WORK INSTRUCTION
Repeat the lines below exactly as written, please, from the line with "Order filter engine." to the line with "pub const ALL: &str", both lines included, and no others.

DATA PROVIDED
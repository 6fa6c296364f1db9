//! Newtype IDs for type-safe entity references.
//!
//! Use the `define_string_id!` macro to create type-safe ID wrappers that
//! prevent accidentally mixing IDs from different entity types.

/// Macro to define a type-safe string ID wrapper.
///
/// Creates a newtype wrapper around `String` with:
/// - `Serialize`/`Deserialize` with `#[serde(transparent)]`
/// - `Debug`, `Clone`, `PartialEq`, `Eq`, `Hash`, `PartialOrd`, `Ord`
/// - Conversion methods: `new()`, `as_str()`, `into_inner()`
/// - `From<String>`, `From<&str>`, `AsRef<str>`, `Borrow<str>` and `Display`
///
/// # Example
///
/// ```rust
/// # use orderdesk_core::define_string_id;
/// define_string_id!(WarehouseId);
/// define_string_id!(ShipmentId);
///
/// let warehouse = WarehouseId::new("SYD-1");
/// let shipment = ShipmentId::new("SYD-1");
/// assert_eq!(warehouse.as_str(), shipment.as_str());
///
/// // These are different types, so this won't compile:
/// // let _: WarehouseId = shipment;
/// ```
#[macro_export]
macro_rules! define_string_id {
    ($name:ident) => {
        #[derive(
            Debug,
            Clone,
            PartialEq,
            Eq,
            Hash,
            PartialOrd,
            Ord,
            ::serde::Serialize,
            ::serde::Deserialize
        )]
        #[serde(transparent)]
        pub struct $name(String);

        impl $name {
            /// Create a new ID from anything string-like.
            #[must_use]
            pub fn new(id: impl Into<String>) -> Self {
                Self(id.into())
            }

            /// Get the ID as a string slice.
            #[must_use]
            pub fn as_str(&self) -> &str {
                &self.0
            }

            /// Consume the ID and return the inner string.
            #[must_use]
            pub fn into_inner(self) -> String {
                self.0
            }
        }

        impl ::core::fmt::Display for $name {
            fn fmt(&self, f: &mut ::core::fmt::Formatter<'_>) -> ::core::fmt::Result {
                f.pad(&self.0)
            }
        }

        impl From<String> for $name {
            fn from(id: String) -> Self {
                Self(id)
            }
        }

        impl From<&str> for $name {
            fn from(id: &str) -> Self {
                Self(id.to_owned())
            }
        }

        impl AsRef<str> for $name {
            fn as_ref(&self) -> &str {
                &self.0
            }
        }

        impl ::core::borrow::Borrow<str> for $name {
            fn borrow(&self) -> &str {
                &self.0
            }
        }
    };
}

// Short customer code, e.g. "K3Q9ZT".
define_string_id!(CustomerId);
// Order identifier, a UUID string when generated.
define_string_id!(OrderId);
---
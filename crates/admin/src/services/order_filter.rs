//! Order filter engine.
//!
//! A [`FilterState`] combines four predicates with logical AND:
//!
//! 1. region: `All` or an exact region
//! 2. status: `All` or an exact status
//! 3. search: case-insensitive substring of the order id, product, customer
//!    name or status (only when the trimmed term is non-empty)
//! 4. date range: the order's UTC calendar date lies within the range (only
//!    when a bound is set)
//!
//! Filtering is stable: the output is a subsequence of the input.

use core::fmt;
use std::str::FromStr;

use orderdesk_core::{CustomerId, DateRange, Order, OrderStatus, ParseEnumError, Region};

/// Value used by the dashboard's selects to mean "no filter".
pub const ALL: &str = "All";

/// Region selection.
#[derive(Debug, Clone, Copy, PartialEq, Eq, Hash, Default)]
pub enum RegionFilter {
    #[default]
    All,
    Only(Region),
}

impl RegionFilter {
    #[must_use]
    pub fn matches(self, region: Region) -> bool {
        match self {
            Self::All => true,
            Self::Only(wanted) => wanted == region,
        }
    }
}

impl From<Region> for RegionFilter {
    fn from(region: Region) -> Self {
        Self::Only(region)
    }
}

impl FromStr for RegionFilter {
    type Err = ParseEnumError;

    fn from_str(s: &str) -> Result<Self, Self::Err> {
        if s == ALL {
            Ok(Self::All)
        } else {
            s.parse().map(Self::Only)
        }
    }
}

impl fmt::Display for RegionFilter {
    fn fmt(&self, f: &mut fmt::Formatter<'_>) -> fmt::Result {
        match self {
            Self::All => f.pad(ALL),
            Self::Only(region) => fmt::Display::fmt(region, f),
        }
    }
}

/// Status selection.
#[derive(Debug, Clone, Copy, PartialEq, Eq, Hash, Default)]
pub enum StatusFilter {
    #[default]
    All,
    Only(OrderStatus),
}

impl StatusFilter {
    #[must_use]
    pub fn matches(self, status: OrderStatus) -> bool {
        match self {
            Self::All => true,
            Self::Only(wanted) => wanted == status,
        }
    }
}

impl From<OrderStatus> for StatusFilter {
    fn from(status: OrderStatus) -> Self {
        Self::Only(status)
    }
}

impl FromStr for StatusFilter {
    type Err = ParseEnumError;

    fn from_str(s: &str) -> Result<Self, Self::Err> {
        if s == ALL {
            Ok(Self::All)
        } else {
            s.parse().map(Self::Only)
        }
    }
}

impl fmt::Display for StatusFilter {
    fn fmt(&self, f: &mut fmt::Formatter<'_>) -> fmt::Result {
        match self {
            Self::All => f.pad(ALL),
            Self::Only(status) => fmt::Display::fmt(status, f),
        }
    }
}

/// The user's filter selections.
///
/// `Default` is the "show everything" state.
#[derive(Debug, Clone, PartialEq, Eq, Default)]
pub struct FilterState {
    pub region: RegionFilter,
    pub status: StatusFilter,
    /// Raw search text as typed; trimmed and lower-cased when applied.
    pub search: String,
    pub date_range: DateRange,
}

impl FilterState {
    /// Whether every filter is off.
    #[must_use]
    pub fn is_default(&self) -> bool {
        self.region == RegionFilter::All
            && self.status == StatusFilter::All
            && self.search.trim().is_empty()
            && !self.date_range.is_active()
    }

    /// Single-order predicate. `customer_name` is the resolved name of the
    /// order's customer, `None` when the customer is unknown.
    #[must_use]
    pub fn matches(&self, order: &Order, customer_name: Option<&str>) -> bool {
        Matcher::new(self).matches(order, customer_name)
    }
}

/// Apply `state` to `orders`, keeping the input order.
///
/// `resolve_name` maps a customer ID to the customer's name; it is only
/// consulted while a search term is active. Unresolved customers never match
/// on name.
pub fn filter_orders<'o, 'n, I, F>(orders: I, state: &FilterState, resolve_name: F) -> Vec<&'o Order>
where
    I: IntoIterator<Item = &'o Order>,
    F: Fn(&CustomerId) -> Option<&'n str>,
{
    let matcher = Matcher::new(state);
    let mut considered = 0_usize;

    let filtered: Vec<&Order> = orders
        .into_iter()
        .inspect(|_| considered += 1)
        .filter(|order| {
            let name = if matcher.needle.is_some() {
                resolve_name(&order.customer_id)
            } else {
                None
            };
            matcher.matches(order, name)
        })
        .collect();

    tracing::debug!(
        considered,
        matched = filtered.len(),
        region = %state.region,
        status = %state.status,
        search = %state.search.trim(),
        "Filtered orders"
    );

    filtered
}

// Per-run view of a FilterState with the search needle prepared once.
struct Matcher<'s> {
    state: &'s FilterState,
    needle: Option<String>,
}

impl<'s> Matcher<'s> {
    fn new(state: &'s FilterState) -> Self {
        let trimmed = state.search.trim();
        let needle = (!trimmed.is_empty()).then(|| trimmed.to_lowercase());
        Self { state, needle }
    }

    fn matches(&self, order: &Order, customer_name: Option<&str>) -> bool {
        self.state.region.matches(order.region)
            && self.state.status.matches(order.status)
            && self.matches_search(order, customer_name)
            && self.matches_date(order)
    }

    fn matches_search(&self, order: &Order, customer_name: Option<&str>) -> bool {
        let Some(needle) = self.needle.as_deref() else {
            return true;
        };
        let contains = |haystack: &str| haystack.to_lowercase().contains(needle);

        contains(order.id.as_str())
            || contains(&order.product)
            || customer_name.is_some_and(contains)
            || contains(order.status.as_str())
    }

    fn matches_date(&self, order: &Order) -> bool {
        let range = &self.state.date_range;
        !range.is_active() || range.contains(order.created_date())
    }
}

TASK RESULT
//! Order filter engine.
//!
//! A [`FilterState`] combines four predicates with logical AND:
//!
//! 1. region: `All` or an exact region
//! 2. status: `All` or an exact status
//! 3. search: case-insensitive substring of the order id, product, customer
//!    name or status (only when the trimmed term is non-empty)
//! 4. date range: the order's UTC calendar date lies within the range (only
//!    when a bound is set)
//!
//! Filtering is stable: the output is a subsequence of the input.

use core::fmt;
use std::str::FromStr;

use orderdesk_core::{CustomerId, DateRange, Order, OrderStatus, ParseEnumError, Region};

/// Value used by the dashboard's selects to mean "no filter".
pub const ALL: &str = "All";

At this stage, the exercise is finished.